Chondrocyte hypertrophy is a physiological process in endochondral ossification. However, the hypertrophic‑like alterations of chondrocytes at the articular surface may result in osteoarthritis (OA). In addition, the generation of fibrocartilage with a decreased biological function in tissue engineered cartilage, has been attributed to chondrocyte hypertrophy. Therefore, suppressing chondrocyte hypertrophy in OA and the associated regeneration of non‑active cartilage is of primary concern. The present study examined the effects of xanthotoxin (XAT), which is classified as a furanocoumarin, on chondrocyte hypertrophic differentiation of mesenchymal stem cells. Following XAT treatment, the expression levels of genes associated with chondrocyte hypertrophy were detected via immunohistochemistry, western blotting and reverse transcription‑quantitative polymerase chain reaction.

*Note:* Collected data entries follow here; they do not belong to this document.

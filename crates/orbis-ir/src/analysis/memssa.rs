//! Reaching-definition chains for pointer loads.
//!
//! This is the narrow MemorySSA the partial evaluator needs: for a load (or
//! an arbitrary program point), find the unique instruction that last defined
//! the pointed-to memory, or give up. Aliasing is resolved structurally:
//! access chains over the same base with all-constant indices either match
//! exactly or are provably disjoint; a non-constant index is a may-alias and
//! kills the walk. A call that writes the underlying variable counts as the
//! reaching definition (the consumer decides what to do with it).

use crate::analysis::Cfg;
use crate::context::Context;
use crate::dialect::Kind;
use crate::node::Node;
use crate::spv::Op;
use std::collections::{HashMap, HashSet};

/// Clobber oracle: whether `inst` may write through `var` without an
/// explicit `OpStore` (semantic calls writing register files).
pub trait MemoryModel {
    fn clobbers(&self, ctx: &Context, inst: Node, var: Node) -> bool;
}

/// Model with no hidden writers; only `OpStore` defines memory.
pub struct StoresOnly;

impl MemoryModel for StoresOnly {
    fn clobbers(&self, _ctx: &Context, _inst: Node, _var: Node) -> bool {
        false
    }
}

pub struct MemorySsa {
    defs: HashMap<Node, Option<Node>>,
}

/// The variable a pointer chain bottoms out in.
pub fn root_variable(ctx: &Context, mut pointer: Node) -> Node {
    while ctx.is_spv(pointer, Op::AccessChain) {
        match ctx.operand_value(pointer, 1) {
            Some(base) => pointer = base,
            None => break,
        }
    }
    pointer
}

fn constant_index(ctx: &Context, index: Node) -> Option<i64> {
    match ctx.spv_op(index)? {
        Op::Constant => match ctx.operand(index, 1) {
            crate::node::Operand::Int32(value) => Some(i64::from(*value)),
            crate::node::Operand::Int64(value) => Some(*value),
            _ => None,
        },
        _ => None,
    }
}

enum Alias {
    Same,
    Disjoint,
    May,
}

/// Structural aliasing of two pointers over the same root.
fn alias(ctx: &Context, a: Node, b: Node) -> Alias {
    if a == b {
        return Alias::Same;
    }
    if !ctx.is_spv(a, Op::AccessChain) || !ctx.is_spv(b, Op::AccessChain) {
        return Alias::May;
    }
    let a_ops = ctx.operands(a);
    let b_ops = ctx.operands(b);
    if a_ops.len() != b_ops.len() || ctx.operand_value(a, 1) != ctx.operand_value(b, 1) {
        return Alias::May;
    }

    let mut all_equal = true;
    for index in 2..a_ops.len() {
        let (Some(a_index), Some(b_index)) = (
            ctx.operand_value(a, index),
            ctx.operand_value(b, index),
        ) else {
            return Alias::May;
        };
        if a_index == b_index {
            continue;
        }
        match (constant_index(ctx, a_index), constant_index(ctx, b_index)) {
            (Some(a_value), Some(b_value)) if a_value != b_value => all_equal = false,
            (Some(_), Some(_)) => {}
            _ => return Alias::May,
        }
    }

    if all_equal {
        Alias::Same
    } else {
        Alias::Disjoint
    }
}

enum Step {
    Def(Node),
    Killed,
    Continue,
}

fn classify(
    ctx: &Context,
    model: &dyn MemoryModel,
    inst: Node,
    pointer: Node,
    root: Node,
) -> Step {
    if ctx.is_spv(inst, Op::Store) {
        let target = ctx.operand_value(inst, 0).expect("store has a pointer");
        if root_variable(ctx, target) != root {
            return Step::Continue;
        }
        return match alias(ctx, target, pointer) {
            Alias::Same => Step::Def(inst),
            Alias::Disjoint => Step::Continue,
            Alias::May => Step::Killed,
        };
    }

    if ctx.is_spv(inst, Op::FunctionCall) || ctx.kind(inst) != Kind::Spv {
        if model.clobbers(ctx, inst, root) {
            // The call is the definition; the consumer may look inside it.
            return Step::Def(inst);
        }
    }

    Step::Continue
}

impl MemorySsa {
    /// Computes the reaching definition of every load in `cfg`.
    pub fn build(ctx: &Context, cfg: &Cfg, model: &dyn MemoryModel) -> MemorySsa {
        let mut defs = HashMap::new();

        for &label in cfg.preorder() {
            let Some(block) = cfg.node(label) else {
                continue;
            };
            if block.terminator.is_none() {
                continue;
            }

            let mut cursor = ctx.next(label);
            while let Some(inst) = cursor {
                if ctx.spv_op(inst).is_some_and(Op::is_terminator) {
                    break;
                }
                if ctx.is_spv(inst, Op::Load) {
                    let pointer = ctx.operand_value(inst, 1).expect("load has a pointer");
                    let def = reaching_def(ctx, cfg, model, inst, pointer);
                    defs.insert(inst, def);
                }
                cursor = ctx.next(inst);
            }
        }

        MemorySsa { defs }
    }

    /// The unique instruction that defines the memory `load` observes: an
    /// `OpStore`, or a call that writes the underlying variable.
    pub fn def_for_load(&self, load: Node) -> Option<Node> {
        self.defs.get(&load).copied().flatten()
    }
}

/// On-demand reaching-definition query: the last instruction before `from`
/// (exclusive) that defines `pointer`, walking predecessors while the answer
/// stays unique.
pub fn reaching_def(
    ctx: &Context,
    cfg: &Cfg,
    model: &dyn MemoryModel,
    from: Node,
    pointer: Node,
) -> Option<Node> {
    let root = root_variable(ctx, pointer);

    let mut cursor = ctx.prev(from);
    loop {
        let Some(inst) = cursor else {
            return None;
        };
        if ctx.is_spv(inst, Op::Label) {
            let mut visited = HashSet::new();
            return reach_from_preds(ctx, cfg, model, inst, pointer, root, &mut visited);
        }
        match classify(ctx, model, inst, pointer, root) {
            Step::Def(def) => return Some(def),
            Step::Killed => return None,
            Step::Continue => cursor = ctx.prev(inst),
        }
    }
}

fn reach_block_end(
    ctx: &Context,
    cfg: &Cfg,
    model: &dyn MemoryModel,
    label: Node,
    pointer: Node,
    root: Node,
    visited: &mut HashSet<Node>,
) -> Option<Node> {
    let block = cfg.node(label)?;
    let terminator = block.terminator?;

    let mut cursor = ctx.prev(terminator);
    loop {
        let Some(inst) = cursor else {
            return None;
        };
        if inst == label {
            return reach_from_preds(ctx, cfg, model, label, pointer, root, visited);
        }
        match classify(ctx, model, inst, pointer, root) {
            Step::Def(def) => return Some(def),
            Step::Killed => return None,
            Step::Continue => cursor = ctx.prev(inst),
        }
    }
}

fn reach_from_preds(
    ctx: &Context,
    cfg: &Cfg,
    model: &dyn MemoryModel,
    label: Node,
    pointer: Node,
    root: Node,
    visited: &mut HashSet<Node>,
) -> Option<Node> {
    if !visited.insert(label) {
        // Looping path: no unique definition.
        return None;
    }
    let block = cfg.node(label)?;
    if block.preds.is_empty() {
        return None;
    }

    let mut result: Option<Node> = None;
    for &pred in &block.preds {
        let def = reach_block_end(ctx, cfg, model, pred, pointer, root, visited)?;
        match result {
            None => result = Some(def),
            Some(existing) if existing == def => {}
            Some(_) => return None,
        }
    }
    result
}

#[cfg(test)]
mod tests {
    use super::*;
    use crate::builder::Builder;
    use crate::node::Location;
    use crate::spv::StorageClass;

    fn block(ctx: &mut Context) -> (crate::node::Region, Node) {
        let region = ctx.create_region();
        let label = Builder::append(ctx, region).label(Location::Unknown);
        (region, label)
    }

    #[test]
    fn load_sees_the_last_store_through_matching_chains() {
        let mut ctx = Context::new();
        let loc = Location::Unknown;
        let u32_type = ctx.type_uint32();
        let array = ctx.type_array(u32_type, 4);
        let var_pointer = ctx.type_pointer(StorageClass::Private, array);
        let elem_pointer = ctx.type_pointer(StorageClass::Private, u32_type);

        let globals = ctx.section(crate::spv::Section::Globals);
        let variable = Builder::append(&mut ctx, globals).variable(loc, var_pointer, StorageClass::Private);

        let (region, _label) = block(&mut ctx);
        let zero = ctx.const_u32(0);
        let one = ctx.const_u32(1);
        let seven = ctx.const_u32(7);
        let nine = ctx.const_u32(9);

        let mut builder = Builder::append(&mut ctx, region);
        let chain0 = builder.access_chain(loc, elem_pointer, variable, &[zero]);
        let store0 = builder.store(loc, chain0, seven);
        let chain1 = builder.access_chain(loc, elem_pointer, variable, &[one]);
        builder.store(loc, chain1, nine);
        let chain0_again = builder.access_chain(loc, elem_pointer, variable, &[zero]);
        let load = builder.load(loc, u32_type, chain0_again);
        builder.ret(loc);

        let cfg = Cfg::build(&ctx, region);
        let ssa = MemorySsa::build(&ctx, &cfg, &StoresOnly);
        // The intervening store to index 1 is provably disjoint.
        assert_eq!(ssa.def_for_load(load), Some(store0));
    }

    #[test]
    fn non_constant_index_kills_the_walk() {
        let mut ctx = Context::new();
        let loc = Location::Unknown;
        let u32_type = ctx.type_uint32();
        let array = ctx.type_array(u32_type, 4);
        let var_pointer = ctx.type_pointer(StorageClass::Private, array);
        let elem_pointer = ctx.type_pointer(StorageClass::Private, u32_type);

        let globals = ctx.section(crate::spv::Section::Globals);
        let variable = Builder::append(&mut ctx, globals).variable(loc, var_pointer, StorageClass::Private);

        let (region, _label) = block(&mut ctx);
        let zero = ctx.const_u32(0);
        let seven = ctx.const_u32(7);

        let mut builder = Builder::append(&mut ctx, region);
        let chain0 = builder.access_chain(loc, elem_pointer, variable, &[zero]);
        builder.store(loc, chain0, seven);
        // A store through an unknown index may alias anything.
        let dynamic = builder.undef(loc, u32_type);
        let chain_dyn = builder.access_chain(loc, elem_pointer, variable, &[dynamic]);
        builder.store(loc, chain_dyn, seven);
        let chain0_again = builder.access_chain(loc, elem_pointer, variable, &[zero]);
        let load = builder.load(loc, u32_type, chain0_again);
        builder.ret(loc);

        let cfg = Cfg::build(&ctx, region);
        let ssa = MemorySsa::build(&ctx, &cfg, &StoresOnly);
        assert_eq!(ssa.def_for_load(load), None);
    }
}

The results revealed that XAT inhibited the expression of various chondrocyte hypertrophic markers, including runt related transcription factor 2 (Runx2), matrix metalloproteinase 13 and collagen type X α1 chain. Further exploration indicated that XAT reduced the activation of p38‑mitogen activated protein kinase and then increased the expression of histone deacetylase 4 to suppress Runx2. The findings indicated that XAT maintained the chondrocyte phenotype in regenerated cartilage and therefore may exhibit promise as a potential drug for the treatment of OA in the future.